Bringing affordable video conferencing to small business

Tuesday, July 4th, 2017

By Mauritz van Wyk, Senior Product Manager: Visual Communications at Vox

While there has been a steady increase in the use of video conferencing (VC) by larger South African corporates to enable workforce mobility and cut down on travel costs, new solutions are reducing the barrier to entry for small business.

With a requirement for substantial investment into infrastructure, traditional VC solutions have long remained the domain of enterprises – or exclusively C-Suite level executives at smaller companies. Even hosted business-grade solutions often require licensing fees to be paid per user, making it unaffordable for smaller companies with multiple branches and employees that need to be connected.

Service providers have recognised this latent demand and are moving to expand access by providing solutions that lower the cost of video conferencing. With Vox Air, a cloud-based solution, small business users can get enterprise quality audio, video and content sharing at a fraction of the cost.

The vendor independent solution acts as a VC technology integrator, meaning that all participants are not required to use the same hardware or install a common application, freeing up small business from having to invest in costly VC bridging equipment.

Instead, participants can use a wide range of devices, ranging from traditional VC endpoints to laptops and mobile devices to join a virtual meeting room as easily as making a phone call. The addition of a browser-based interface means that participants using a laptop, desktop or using the Vox Vobi application for IOS and Android devices.

Content sharing functionality allows participants to share documents or presentations, while tight integration with Microsoft Skype for Business means that even contents of the chat window can be easily shared across platforms to enable a fully collaborative environment. Participants from outside the organisation can also join in, while those without access to devices or a data network can join a conference by dialling in by using a local landline number.

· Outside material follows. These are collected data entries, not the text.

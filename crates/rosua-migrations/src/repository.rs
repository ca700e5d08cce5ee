use std::collections::BTreeMap;
use std::path::{Path, PathBuf};

use chrono::{DateTime, Utc};
use rosua_common::{Error, Result};
use rosua_config::MigrationConfig;
use rusqlite::Connection;
use serde::Serialize;
use tracing::{debug, warn};

use crate::ledger::Ledger;
use crate::migration::{Migration, SqlMigration, validate_version};
use crate::registry::MigrationRegistry;

const UP_SUFFIX: &str = ".up.sql";
const DOWN_SUFFIX: &str = ".down.sql";

/// A discovered version paired with its ledger state.
#[derive(Debug, Clone, PartialEq, Eq, Serialize)]
pub struct MigrationStatusEntry {
    pub version: String,
    pub executed: bool,
    pub executed_at: Option<DateTime<Utc>>,
}

/// A definition that was found but cannot be run.
#[derive(Debug, Clone, PartialEq, Eq, Serialize)]
pub struct RejectedMigration {
    /// File name or version that was rejected.
    pub name: String,
    pub reason: String,
}

/// Statuses and rejects taken from one discovery pass.
#[derive(Debug, Clone, PartialEq, Eq, Serialize)]
pub struct MigrationListing {
    pub entries: Vec<MigrationStatusEntry>,
    pub rejected: Vec<RejectedMigration>,
}

#[derive(Debug, Clone)]
enum Definition {
    Registered,
    Sql { up: PathBuf, down: Option<PathBuf> },
}

/// Result of one discovery pass: runnable definitions in version order plus
/// everything that had to be skipped.
#[derive(Debug, Clone, Default)]
pub struct Scan {
    definitions: BTreeMap<String, Definition>,
    rejected: Vec<RejectedMigration>,
}

impl Scan {
    /// Discovered versions, ascending.
    pub fn versions(&self) -> impl Iterator<Item = &str> {
        self.definitions.keys().map(String::as_str)
    }

    pub fn rejected(&self) -> &[RejectedMigration] {
        &self.rejected
    }

    pub fn len(&self) -> usize {
        self.definitions.len()
    }

    pub fn is_empty(&self) -> bool {
        self.definitions.is_empty()
    }

    fn reject(&mut self, name: impl Into<String>, reason: impl Into<String>) {
        let rejected = RejectedMigration {
            name: name.into(),
            reason: reason.into(),
        };
        warn!("skipping migration {}: {}", rejected.name, rejected.reason);
        self.rejected.push(rejected);
    }
}

/// Finds migration definitions for one configured namespace and directory
/// and classifies them against the ledger.
pub struct MigrationRepository<'a> {
    config: &'a MigrationConfig,
    registry: &'a MigrationRegistry,
}

impl<'a> MigrationRepository<'a> {
    pub fn new(config: &'a MigrationConfig, registry: &'a MigrationRegistry) -> Self {
        Self { config, registry }
    }

    /// Collect registered and on-disk definitions. Registered migrations win
    /// over a file carrying the same version.
    pub fn scan(&self) -> Result<Scan> {
        let mut scan = Scan::default();

        for version in self.registry.versions(self.config.namespace()) {
            scan.definitions
                .insert(version.to_string(), Definition::Registered);
        }

        let dir = self.config.migrations_path();
        let mut files: BTreeMap<String, (Option<PathBuf>, Option<PathBuf>)> = BTreeMap::new();
        for path in list_sql_files(&dir)? {
            let Some(name) = path.file_name().and_then(|n| n.to_str()) else {
                scan.reject(
                    path.display().to_string(),
                    "file name is not valid UTF-8",
                );
                continue;
            };

            let (version, is_up) = if let Some(version) = name.strip_suffix(UP_SUFFIX) {
                (version, true)
            } else if let Some(version) = name.strip_suffix(DOWN_SUFFIX) {
                (version, false)
            } else {
                scan.reject(name, "expected <version>.up.sql or <version>.down.sql");
                continue;
            };

            if let Err(e) = validate_version(version) {
                scan.reject(name, e.to_string());
                continue;
            }

            let slot = files.entry(version.to_string()).or_default();
            if is_up {
                slot.0 = Some(path.clone());
            } else {
                slot.1 = Some(path.clone());
            }
        }

        for (version, (up, down)) in files {
            let Some(up) = up else {
                scan.reject(&version, "down script without an up script");
                continue;
            };
            if scan.definitions.contains_key(&version) {
                scan.reject(
                    &version,
                    format!("{} duplicates a registered migration", up.display()),
                );
                continue;
            }
            scan.definitions.insert(version, Definition::Sql { up, down });
        }

        debug!(
            "discovered {} migrations in {} ({} rejected)",
            scan.len(),
            dir.display(),
            scan.rejected.len()
        );
        Ok(scan)
    }

    /// Pair each scanned version with its ledger row, ascending by version.
    pub fn statuses(&self, scan: &Scan, conn: &Connection) -> Result<Vec<MigrationStatusEntry>> {
        let table = self.config.ledger_table();
        let applied = Ledger::new(conn, &table)?.applied()?;

        Ok(scan
            .versions()
            .map(|version| {
                let record = applied.get(version);
                MigrationStatusEntry {
                    version: version.to_string(),
                    executed: record.is_some(),
                    executed_at: record.and_then(|r| r.executed_at),
                }
            })
            .collect())
    }

    /// Scan and classify in one step.
    pub fn migration_versions(&self, conn: &Connection) -> Result<Vec<MigrationStatusEntry>> {
        let scan = self.scan()?;
        self.statuses(&scan, conn)
    }

    /// Statuses plus the definitions the same scan rejected.
    pub fn listing(&self, conn: &Connection) -> Result<MigrationListing> {
        let scan = self.scan()?;
        let entries = self.statuses(&scan, conn)?;
        Ok(MigrationListing {
            entries,
            rejected: scan.rejected,
        })
    }

    /// Build a runnable instance of a scanned version.
    pub fn instantiate(&self, scan: &Scan, version: &str) -> Result<Box<dyn Migration>> {
        match scan.definitions.get(version) {
            Some(Definition::Registered) => {
                self.registry.instantiate(self.config.namespace(), version)
            }
            Some(Definition::Sql { up, down }) => Ok(Box::new(SqlMigration::load(
                version,
                up,
                down.as_deref(),
            )?)),
            None => Err(Error::NotFound(format!("migration {version}"))),
        }
    }
}

/// `*.sql` files directly under `dir`. A missing directory has no migrations.
fn list_sql_files(dir: &Path) -> Result<Vec<PathBuf>> {
    if !dir.exists() {
        debug!("migration directory {} does not exist", dir.display());
        return Ok(Vec::new());
    }

    let entries = std::fs::read_dir(dir)
        .map_err(|e| Error::Filesystem(format!("failed to read {}: {e}", dir.display())))?;

    let mut files = Vec::new();
    for entry in entries {
        let entry = entry
            .map_err(|e| Error::Filesystem(format!("failed to read {}: {e}", dir.display())))?;
        let path = entry.path();
        if path.is_file() && path.extension().is_some_and(|ext| ext == "sql") {
            files.push(path);
        }
    }
    Ok(files)
}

A three-step security process is used to ensure that company information is safe: a PIN code and conference locking ability prevent unauthorised access, while 128 bit encryption is used to protect against more malicious threats.

Despite the continued improvements in internet speed and bandwidth availability in South Africa, having multiple users connecting to video conferences can put strain on a company’s network – Vox Air negates this by allowing for high definition video, audio and content sharing at just 768 kbps of bandwidth.

Customers are charged on a per number basis, with between 4 and 12 devices being able to participate in a video conference concurrently, depending on the package chosen, with 24/7 support available locally.

By replacing investment in expensive equipment or licensing fees with an affordable monthly subscription, South African small businesses can easily connect their branches, cut down on costs, and drive communication and collaboration within the organisation.